(Saved data entries)
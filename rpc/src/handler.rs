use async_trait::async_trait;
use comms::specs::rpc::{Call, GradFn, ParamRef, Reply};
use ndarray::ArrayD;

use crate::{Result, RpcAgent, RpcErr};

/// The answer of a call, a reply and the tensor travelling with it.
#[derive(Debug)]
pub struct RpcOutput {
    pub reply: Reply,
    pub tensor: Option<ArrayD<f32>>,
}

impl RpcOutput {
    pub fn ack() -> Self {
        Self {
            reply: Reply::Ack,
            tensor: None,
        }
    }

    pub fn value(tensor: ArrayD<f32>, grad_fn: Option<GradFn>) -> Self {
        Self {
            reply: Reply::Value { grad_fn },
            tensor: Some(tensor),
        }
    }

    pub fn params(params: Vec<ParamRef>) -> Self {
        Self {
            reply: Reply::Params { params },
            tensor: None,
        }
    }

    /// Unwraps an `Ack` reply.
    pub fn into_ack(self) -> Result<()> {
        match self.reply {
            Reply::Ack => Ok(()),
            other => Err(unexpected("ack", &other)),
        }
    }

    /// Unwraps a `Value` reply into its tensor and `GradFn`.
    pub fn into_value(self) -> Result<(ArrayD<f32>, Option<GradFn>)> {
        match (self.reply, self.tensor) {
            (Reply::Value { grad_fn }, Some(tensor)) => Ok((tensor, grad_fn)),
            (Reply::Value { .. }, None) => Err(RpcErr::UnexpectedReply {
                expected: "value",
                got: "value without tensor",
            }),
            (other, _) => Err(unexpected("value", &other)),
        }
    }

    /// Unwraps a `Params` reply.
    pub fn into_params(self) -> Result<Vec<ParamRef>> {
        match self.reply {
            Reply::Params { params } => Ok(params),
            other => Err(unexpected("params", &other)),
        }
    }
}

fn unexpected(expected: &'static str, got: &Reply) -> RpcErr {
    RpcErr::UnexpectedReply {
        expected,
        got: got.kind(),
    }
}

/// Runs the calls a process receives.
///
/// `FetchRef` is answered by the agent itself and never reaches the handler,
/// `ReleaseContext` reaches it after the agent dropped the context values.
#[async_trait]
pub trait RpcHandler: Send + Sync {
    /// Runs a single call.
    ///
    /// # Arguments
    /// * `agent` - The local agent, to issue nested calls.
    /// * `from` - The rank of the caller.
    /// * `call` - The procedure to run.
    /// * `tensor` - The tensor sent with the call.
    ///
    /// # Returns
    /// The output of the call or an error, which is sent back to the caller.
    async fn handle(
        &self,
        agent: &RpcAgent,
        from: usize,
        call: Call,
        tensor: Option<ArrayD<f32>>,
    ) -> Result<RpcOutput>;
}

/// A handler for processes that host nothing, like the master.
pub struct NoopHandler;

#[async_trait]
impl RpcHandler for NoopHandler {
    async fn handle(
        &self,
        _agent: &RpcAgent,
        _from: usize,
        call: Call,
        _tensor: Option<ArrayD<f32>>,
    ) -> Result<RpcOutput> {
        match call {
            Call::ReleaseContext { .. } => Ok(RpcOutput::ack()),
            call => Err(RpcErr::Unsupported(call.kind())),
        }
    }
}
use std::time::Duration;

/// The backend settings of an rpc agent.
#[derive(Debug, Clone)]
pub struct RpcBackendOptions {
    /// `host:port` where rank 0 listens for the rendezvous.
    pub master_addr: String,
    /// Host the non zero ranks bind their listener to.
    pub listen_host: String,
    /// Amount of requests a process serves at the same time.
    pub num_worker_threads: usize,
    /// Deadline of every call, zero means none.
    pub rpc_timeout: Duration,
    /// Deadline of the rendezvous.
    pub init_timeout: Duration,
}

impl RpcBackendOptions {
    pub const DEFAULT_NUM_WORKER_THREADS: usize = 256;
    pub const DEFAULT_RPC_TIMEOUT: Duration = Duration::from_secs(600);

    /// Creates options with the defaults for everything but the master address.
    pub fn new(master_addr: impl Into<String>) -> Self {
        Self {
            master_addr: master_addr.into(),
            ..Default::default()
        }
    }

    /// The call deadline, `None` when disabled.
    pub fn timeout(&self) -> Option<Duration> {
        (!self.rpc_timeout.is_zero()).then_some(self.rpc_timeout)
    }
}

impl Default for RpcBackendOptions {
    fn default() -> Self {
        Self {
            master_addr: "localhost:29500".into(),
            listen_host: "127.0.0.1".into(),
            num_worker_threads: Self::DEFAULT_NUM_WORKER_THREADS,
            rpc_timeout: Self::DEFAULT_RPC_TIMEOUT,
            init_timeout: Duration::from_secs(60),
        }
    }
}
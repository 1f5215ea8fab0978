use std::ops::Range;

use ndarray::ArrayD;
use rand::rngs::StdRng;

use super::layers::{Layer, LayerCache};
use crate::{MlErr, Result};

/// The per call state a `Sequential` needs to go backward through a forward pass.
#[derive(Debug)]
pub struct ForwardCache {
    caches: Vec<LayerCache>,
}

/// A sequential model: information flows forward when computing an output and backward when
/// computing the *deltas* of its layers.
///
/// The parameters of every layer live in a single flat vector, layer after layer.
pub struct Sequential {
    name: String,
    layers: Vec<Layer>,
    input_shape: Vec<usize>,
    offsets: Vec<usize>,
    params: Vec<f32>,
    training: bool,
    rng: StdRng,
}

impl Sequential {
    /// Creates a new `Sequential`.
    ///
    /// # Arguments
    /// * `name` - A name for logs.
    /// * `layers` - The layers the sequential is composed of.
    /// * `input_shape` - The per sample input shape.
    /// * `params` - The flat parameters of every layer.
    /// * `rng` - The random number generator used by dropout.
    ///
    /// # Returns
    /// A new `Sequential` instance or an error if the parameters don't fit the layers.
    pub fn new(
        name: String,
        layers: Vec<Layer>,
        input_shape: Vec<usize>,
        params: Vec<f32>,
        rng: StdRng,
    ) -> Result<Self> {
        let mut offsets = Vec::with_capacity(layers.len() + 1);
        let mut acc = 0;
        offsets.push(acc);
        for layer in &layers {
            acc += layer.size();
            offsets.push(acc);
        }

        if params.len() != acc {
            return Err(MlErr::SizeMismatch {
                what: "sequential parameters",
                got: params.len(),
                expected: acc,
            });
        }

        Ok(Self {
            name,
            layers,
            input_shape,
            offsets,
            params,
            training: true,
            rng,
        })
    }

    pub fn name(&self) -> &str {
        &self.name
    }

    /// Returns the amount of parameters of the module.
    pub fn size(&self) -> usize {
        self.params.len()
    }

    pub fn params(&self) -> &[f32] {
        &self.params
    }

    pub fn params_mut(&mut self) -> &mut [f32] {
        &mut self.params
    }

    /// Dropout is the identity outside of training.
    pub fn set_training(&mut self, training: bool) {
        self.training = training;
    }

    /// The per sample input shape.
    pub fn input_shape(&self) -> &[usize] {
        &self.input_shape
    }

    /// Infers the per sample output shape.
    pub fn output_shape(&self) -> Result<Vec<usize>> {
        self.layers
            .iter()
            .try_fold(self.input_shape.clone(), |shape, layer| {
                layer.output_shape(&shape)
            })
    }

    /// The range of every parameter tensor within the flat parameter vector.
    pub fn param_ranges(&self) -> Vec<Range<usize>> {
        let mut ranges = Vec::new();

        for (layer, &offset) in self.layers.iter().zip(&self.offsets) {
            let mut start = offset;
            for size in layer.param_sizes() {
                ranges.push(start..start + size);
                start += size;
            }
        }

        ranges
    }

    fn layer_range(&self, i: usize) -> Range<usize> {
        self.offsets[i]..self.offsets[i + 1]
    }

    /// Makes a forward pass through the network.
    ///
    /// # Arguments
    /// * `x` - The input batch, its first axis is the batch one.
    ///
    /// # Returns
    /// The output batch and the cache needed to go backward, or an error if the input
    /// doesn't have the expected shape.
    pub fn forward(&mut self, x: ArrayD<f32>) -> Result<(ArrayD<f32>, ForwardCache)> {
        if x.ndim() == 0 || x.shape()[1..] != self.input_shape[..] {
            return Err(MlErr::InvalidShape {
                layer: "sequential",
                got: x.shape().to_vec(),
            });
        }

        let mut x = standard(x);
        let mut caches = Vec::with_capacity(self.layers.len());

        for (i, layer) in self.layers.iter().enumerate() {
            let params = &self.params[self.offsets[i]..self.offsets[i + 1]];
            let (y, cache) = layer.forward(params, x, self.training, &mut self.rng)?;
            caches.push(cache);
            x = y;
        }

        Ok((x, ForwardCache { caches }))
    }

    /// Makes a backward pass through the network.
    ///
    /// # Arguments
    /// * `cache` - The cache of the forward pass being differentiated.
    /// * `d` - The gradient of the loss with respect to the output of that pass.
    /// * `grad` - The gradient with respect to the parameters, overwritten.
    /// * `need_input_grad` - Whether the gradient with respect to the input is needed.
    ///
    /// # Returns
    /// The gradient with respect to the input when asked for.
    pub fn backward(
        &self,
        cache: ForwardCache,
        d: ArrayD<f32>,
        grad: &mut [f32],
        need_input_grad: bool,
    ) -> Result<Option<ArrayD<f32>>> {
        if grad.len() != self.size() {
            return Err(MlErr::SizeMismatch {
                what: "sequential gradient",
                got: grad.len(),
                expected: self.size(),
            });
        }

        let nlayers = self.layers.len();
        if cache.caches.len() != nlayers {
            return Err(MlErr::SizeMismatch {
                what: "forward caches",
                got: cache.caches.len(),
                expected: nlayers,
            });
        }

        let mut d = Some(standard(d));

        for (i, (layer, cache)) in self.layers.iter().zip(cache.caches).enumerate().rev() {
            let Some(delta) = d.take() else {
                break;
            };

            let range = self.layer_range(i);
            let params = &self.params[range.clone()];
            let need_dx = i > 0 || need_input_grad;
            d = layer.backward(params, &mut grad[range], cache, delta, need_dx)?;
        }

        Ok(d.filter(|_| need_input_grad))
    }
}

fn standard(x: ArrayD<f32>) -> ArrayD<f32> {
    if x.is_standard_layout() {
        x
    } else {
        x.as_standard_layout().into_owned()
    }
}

**WHAT THE TASK REQUIRES**
Find every line above that contains the word "struct", and return each one.

**YOUR RESPONSE**
pub struct RpcOutput {
pub struct NoopHandler;
pub struct RpcBackendOptions {
pub struct ForwardCache {
pub struct Sequential {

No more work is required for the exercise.